Daily Commentary
 | 23/04/2019

USD remains stable amidst thin trading

The greenback broadly maintained a sideways movement against most of its counterparts amidst thin trading. Also bear in mind that the US plans to end waivers for Iranian oil importers pushed the Loonie higher against USD. It should be noted that the US 10 year bond yield rose slightly again yesterday and may have provided a small boost for the USD once again. Also, US Existing home sales for March came out lower than expected, yet had little impact on the greenback. Analysts point out that there is a low number of financial releases and the markets may be focusing on the release of the US GDP growth rate for Q1. We could see some volatility around the USD today as the US new home sales figure for March is to be released, but also on the EUR as Eurozone’s consumer confidence is due out and especially the Aussie as the CPI rate for Q1 is due out tomorrow. USD/CAD dropped yesterday breaking below the 1.3360 (R1) support line (now turned to resistance), yet regained most of its losses during the Asian session today and is currently threatening once again the prementioned level. We could see the pair maintaining a sideways movement, yet the pair’s direction may prove to be dependent on the course of oil prices. Should the pair find fresh buying orders along its path today, we could see it breaking the 1.3360 (R1) resistance line and aim for the 1.3425 (R2) resistance level. On the other hand if the pair comes under the selling interest of the market, we could see it aiming if not breaking the 1.3290 (S1) support line.
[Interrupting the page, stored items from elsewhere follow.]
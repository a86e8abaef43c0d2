//! Datagram framing and encryption.
//!
//! With a cipher present every datagram on the wire is
//!
//! ```text
//! +----------------+-----------+------------------+
//! | nonce (16, rnd) | crc32 (4) | KCP segment(s)  |
//! +----------------+-----------+------------------+
//! ```
//!
//! encrypted as a whole. The CRC (IEEE, little-endian) covers the KCP
//! bytes and doubles as the integrity check after decryption. Without a
//! cipher the KCP bytes travel bare.

use veil_crypto::CipherInstance;
use veil_crypto::random::fill_random;

use crate::transport::TransportResult;

/// Random prefix that randomizes the cipher chain.
pub const NONCE_SIZE: usize = 16;

/// Checksum following the nonce.
pub const CRC_SIZE: usize = 4;

/// Bytes added in front of the KCP payload when encrypting.
pub const CRYPT_HEADER_SIZE: usize = NONCE_SIZE + CRC_SIZE;

const CRC_TABLE: [u32; 256] = crc_table();

const fn crc_table() -> [u32; 256] {
    let mut table = [0u32; 256];
    let mut i = 0;
    while i < 256 {
        let mut crc = i as u32;
        let mut bit = 0;
        while bit < 8 {
            crc = if crc & 1 != 0 {
                (crc >> 1) ^ 0xEDB8_8320
            } else {
                crc >> 1
            };
            bit += 1;
        }
        table[i] = crc;
        i += 1;
    }
    table
}

/// CRC-32 (IEEE 802.3, reflected polynomial 0xEDB88320)
#[must_use]
pub fn crc32(data: &[u8]) -> u32 {
    let mut crc = 0xFFFF_FFFF_u32;
    for &byte in data {
        crc = CRC_TABLE[((crc ^ u32::from(byte)) & 0xFF) as usize] ^ (crc >> 8);
    }
    !crc
}

/// Encrypts and frames outbound datagrams, checks and strips inbound ones.
///
/// Cheap to clone: the cipher is shared.
#[derive(Clone, Default)]
pub struct DatagramCodec {
    crypt: Option<CipherInstance>,
}

impl DatagramCodec {
    /// Codec for `crypt`; `None` sends KCP bytes in the clear.
    #[must_use]
    pub fn new(crypt: Option<CipherInstance>) -> Self {
        Self { crypt }
    }

    /// Bytes this codec adds to every datagram.
    #[must_use]
    pub fn overhead(&self) -> usize {
        if self.crypt.is_some() {
            CRYPT_HEADER_SIZE
        } else {
            0
        }
    }

    /// Name of the suite in use, or `"null"`.
    #[must_use]
    pub fn suite_name(&self) -> &'static str {
        self.crypt.as_ref().map_or("null", |c| c.suite().name())
    }

    /// Frame and encrypt one KCP payload.
    ///
    /// # Errors
    /// Fails only if the OS random source fails.
    pub fn encode(&self, payload: &[u8]) -> TransportResult<Vec<u8>> {
        let Some(crypt) = &self.crypt else {
            return Ok(payload.to_vec());
        };
        let mut datagram = vec![0u8; CRYPT_HEADER_SIZE + payload.len()];
        fill_random(&mut datagram[..NONCE_SIZE])?;
        datagram[NONCE_SIZE..CRYPT_HEADER_SIZE].copy_from_slice(&crc32(payload).to_le_bytes());
        datagram[CRYPT_HEADER_SIZE..].copy_from_slice(payload);
        crypt.encrypt(&mut datagram);
        Ok(datagram)
    }

    /// Decrypt `datagram` in place and return its KCP payload.
    ///
    /// Returns `None` for datagrams that are too short or fail the CRC,
    /// which is what foreign traffic and wrong-key peers produce.
    pub fn decode<'a>(&self, datagram: &'a mut [u8]) -> Option<&'a [u8]> {
        let Some(crypt) = &self.crypt else {
            return Some(&*datagram);
        };
        if datagram.len() < CRYPT_HEADER_SIZE {
            return None;
        }
        crypt.decrypt(datagram);
        let stored = u32::from_le_bytes([
            datagram[NONCE_SIZE],
            datagram[NONCE_SIZE + 1],
            datagram[NONCE_SIZE + 2],
            datagram[NONCE_SIZE + 3],
        ]);
        let payload = &datagram[CRYPT_HEADER_SIZE..];
        (crc32(payload) == stored).then_some(payload)
    }
}

impl std::fmt::Debug for DatagramCodec {
    fn fmt(&self, f: &mut std::fmt::Formatter<'_>) -> std::fmt::Result {
        f.debug_struct("DatagramCodec")
            .field("suite", &self.suite_name())
            .finish()
    }
}

#[cfg(test)]
mod tests {
    use super::*;
    use veil_crypto::resolve;

    fn codec(suite: &str) -> DatagramCodec {
        DatagramCodec::new(resolve("codec-seed", suite).unwrap())
    }

    #[test]
    fn test_crc32_check_value() {
        assert_eq!(crc32(b"123456789"), 0xCBF4_3926);
        assert_eq!(crc32(b""), 0);
    }

    #[test]
    fn test_null_codec_is_transparent() {
        let codec = codec("null");
        assert_eq!(codec.overhead(), 0);
        let mut wire = codec.encode(b"segment").unwrap();
        assert_eq!(wire, b"segment");
        assert_eq!(codec.decode(&mut wire).unwrap(), b"segment");
    }

    #[test]
    fn test_encrypted_frame() {
        let codec = codec("aes-128");
        assert_eq!(codec.overhead(), CRYPT_HEADER_SIZE);
        let payload = b"a kcp segment with some body";
        let mut wire = codec.encode(payload).unwrap();
        assert_eq!(wire.len(), payload.len() + CRYPT_HEADER_SIZE);
        assert!(!wire.windows(payload.len()).any(|w| w == payload));
        assert_eq!(codec.decode(&mut wire).unwrap(), payload);
    }

    #[test]
    fn test_nonce_randomizes_ciphertext() {
        let codec = codec("sm4");
        let a = codec.encode(b"same payload").unwrap();
        let b = codec.encode(b"same payload").unwrap();
        assert_ne!(a, b);
    }

    #[test]
    fn test_none_suite_frames_in_clear() {
        let codec = codec("none");
        let wire = codec.encode(b"visible").unwrap();
        assert_eq!(&wire[CRYPT_HEADER_SIZE..], b"visible");
        assert_eq!(
            u32::from_le_bytes(wire[NONCE_SIZE..CRYPT_HEADER_SIZE].try_into().unwrap()),
            crc32(b"visible")
        );
    }

    #[test]
    fn test_corruption_rejected() {
        let codec = codec("salsa20");
        let mut wire = codec.encode(b"payload").unwrap();
        let last = wire.len() - 1;
        wire[last] ^= 0x01;
        assert!(codec.decode(&mut wire).is_none());
    }

    #[test]
    fn test_wrong_key_rejected() {
        let sender = DatagramCodec::new(resolve("key-one", "aes-256").unwrap());
        let receiver = DatagramCodec::new(resolve("key-two", "aes-256").unwrap());
        let mut wire = sender.encode(&[7u8; 64]).unwrap();
        assert!(receiver.decode(&mut wire).is_none());
    }

    #[test]
    fn test_short_datagram_rejected() {
        let codec = codec("xor");
        let mut runt = [0u8; CRYPT_HEADER_SIZE - 1];
        assert!(codec.decode(&mut runt).is_none());
    }

    #[test]
    fn test_every_suite_frames() {
        for &suite in veil_crypto::CipherSuite::all() {
            let codec = codec(suite.name());
            let mut wire = codec.encode(b"x").unwrap();
            assert_eq!(codec.decode(&mut wire).unwrap(), b"x", "suite {suite}");
        }
    }
}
GBP in tight range ahead of further Brexit developments

With the Easter holiday’s being over, Brexit developments seem to be in the cards for the GBP which has maintained a tight range in the past days against the USD. UK senior officials seem to believe that the only realistic chance for the UK parliament to pass a deal for Brexit would be with Labor party’s support. Talks between Conservatives and Labour are to resume today according to media, as Parliament members are to return to London. The main issue seems to remain whether the UK will remain in a customs union with the EU, an idea which is key for Labour, yet the PM had rejected as a bad deal a number of times in the past. Meanwhile reports are reeling in about activists and MPs from the Conservative Party which are calling for Theresa May to resign. Discontent in the Tory party has grown, especially after the extension of Article 50 to October 31st. Should there be headlines reeling in about Brexit, we could see volatility rising for the GBP. Cable remained in a tight range movement, teasing the 1.2970 (S1) support line. We expect the pair to remain sensitive to any new Brexit headlines and should there be negative developments, we could see the pound weakening, hence the pair dropping. Should the bears dictate the pair’s direction, we could see cable, breaking the 1.2970 (S1) support line and aiming of the 1.2875 (S2) support barrier. On the flip side, should the bulls take over we could see the pair aiming if not breaking the 1.3070 (R1) resistance line.

Other economic highlights, today and early tomorrow

Today during the American session we get Canada’s wholesale sales growth rate for February, the US new home sales figure for March and Eurozone’s preliminary consumer confidence indicator for April. Tomorrow during the Asian session, we get Australia’s CPI rate for Q1.

GBP/USD H4

• Support: 1.2970 (S1), 1.2875 (S2), 1.2800 (S3)
•Resistance: 1.3070 (R1), 1.3175 (R2), 1.3265 (R3)

USD/CAD H4

• Support: 1.3290 (S1), 1.3235 (S2), 1.3175 (S3)
•Resistance: 1.3360 (R1), 1.3425 (R2), 1.3510 (R3)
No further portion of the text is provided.